Subway grew into the world’s most prolific franchise using an army of small-scale operators, who typically operated just one or two restaurants that they relied on for their income. Today, the typical franchisee in the system operates just two locations.
But after years of slowing sales and with thousands of closed restaurants, the sandwich giant is trying something different: larger operators.
Subway wants more franchisees who operate several stores or more. So, the company has been working with existing operators to buy more locations and has been targeting large-scale franchisees of other concepts hoping to convince them to join the system.
“We’re the largest restaurant company in the world,” said Steve Rafferty, Subway’s SVP for development in North America. “One- and two-restaurant operators built us into that company. But it’s time to evolve.”
This could certainly be the time to do it. A lot of Subway locations are on the market right now, sources tell Restaurant Business, as franchisees retire or seek to leave the system. The company hopes to put some of these stores together in packages that would give larger franchisees a foothold into the system, or existing operators more stores to operate.
By targeting large-scale franchisees, Subway is following a strategy used by many other legacy concepts. Companies frequently start by targeting smaller franchisees and over time those franchisees buy or build more stores. At McDonald’s, for instance, a company that similarly grew with small operators, its typical franchisee now operates eight locations. Two decades ago they averaged three stores.
Subway CEO John Chidsey deployed a similar strategy when he oversaw Burger King, which over the years has shifted to larger scale operators that now dominate the system. Its largest franchisee is Carrols Restaurant Group, which now operates more than 1,000 locations.
Franchisors like larger-scale franchisees because they have more access to financing and can more easily pay for remodels and new store development. There are also fewer of them to deal with, which is not an unimportant consideration for a giant brand like Subway, which has 22,000 units in the U.S. alone. At two stores per operator, Subway has about 11,000 franchisees. McDonald’s, which has 14,000 stores, has just 1,600. But some large systems like Applebee’s have just a few dozen operators that each control hundreds of restaurants.
Larger franchisees can also better withstand weaker stores. A single-store franchisee relies fully on that one store and when it struggles they face greater pressure to fix it or close. A multi-store operator can keep that restaurant going and potentially fix it before closing.
This could be an especially key point for Subway, which operates with some of the industry’s lowest average unit volumes, about $420,000 before the pandemic, according to Restaurant Business sister company Technomic.
Small-scale operators struggle with such low unit volumes. The company has closed more than 18% of its locations over the past five years as those volumes stagnated and costs increased.
Subway’s shrinking unit count
Source: Technomic
Larger franchisees may also be able to fund more remodels or make investments to move restaurants to better areas.
There are some concerns, however. Larger franchisees can be difficult for a brand to control. And when a single large operator struggles they tend to take a big swath of stores with them. For these reasons many brands have love-hate relationships with big franchisees and sometimes seek to restrict how big they can get or whether they can use private equity financing.

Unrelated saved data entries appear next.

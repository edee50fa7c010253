//! Configuration options for the Hopyfy Cart client

use std::path::PathBuf;
use std::time::Duration;

/// Configuration options for the Hopyfy Cart client
#[derive(Debug, Clone)]
pub struct ClientOptions {
    /// The request timeout
    pub request_timeout: Option<Duration>,

    /// Whether to persist the session tokens across restarts
    pub persist_session: bool,

    /// Where persisted tokens are written. `None` with `persist_session`
    /// enabled keeps tokens in memory only.
    pub token_file: Option<PathBuf>,
}

impl Default for ClientOptions {
    fn default() -> Self {
        Self {
            request_timeout: Some(Duration::from_secs(30)),
            persist_session: true,
            token_file: None,
        }
    }
}

impl ClientOptions {
    /// Set the request timeout
    pub fn with_request_timeout(mut self, value: Option<Duration>) -> Self {
        self.request_timeout = value;
        self
    }

    /// Set whether to persist the session
    pub fn with_persist_session(mut self, value: bool) -> Self {
        self.persist_session = value;
        self
    }

    /// Set the file the session tokens are persisted to
    pub fn with_token_file(mut self, value: impl Into<PathBuf>) -> Self {
        self.token_file = Some(value.into());
        self
    }
}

Subway does not have such problems right now. And its issue may simply be getting these operators into the system. “A brand that cannibalizes itself that much is concerning,” one such operator told me. The franchisee cited its large number of low-volume restaurants as a major concern.
Such franchisees are among the most sought-after in the industry. For all the concerns about large-scale franchisees, many of them tend to have their pick of potential restaurant concepts.
Still, existing Subway franchisees we’ve spoken with says it makes sense for the brand to be focused on getting larger operators. Those existing franchisees may also be the most likely ones to become the kind of multi-restaurant operators the brand covets, anyway. Rafferty cited one such operator that has gone from two restaurants five years ago to 60 today.
“He sees the opportunity, understands the unit economics,” Rafferty said. “He’s built some and acquired more. That’s one way to do it.”
The company says it is not completely abandoning its smaller operators, however, and there are some that remain perfectly happy with just one or two units. “We honor the legacy of our single-unit and smaller franchisees,” Rafferty said. “They’ll always be part of our future here.
“But in the course of any business, people move onto other things. They retire. Or franchisees might want to leave the system.”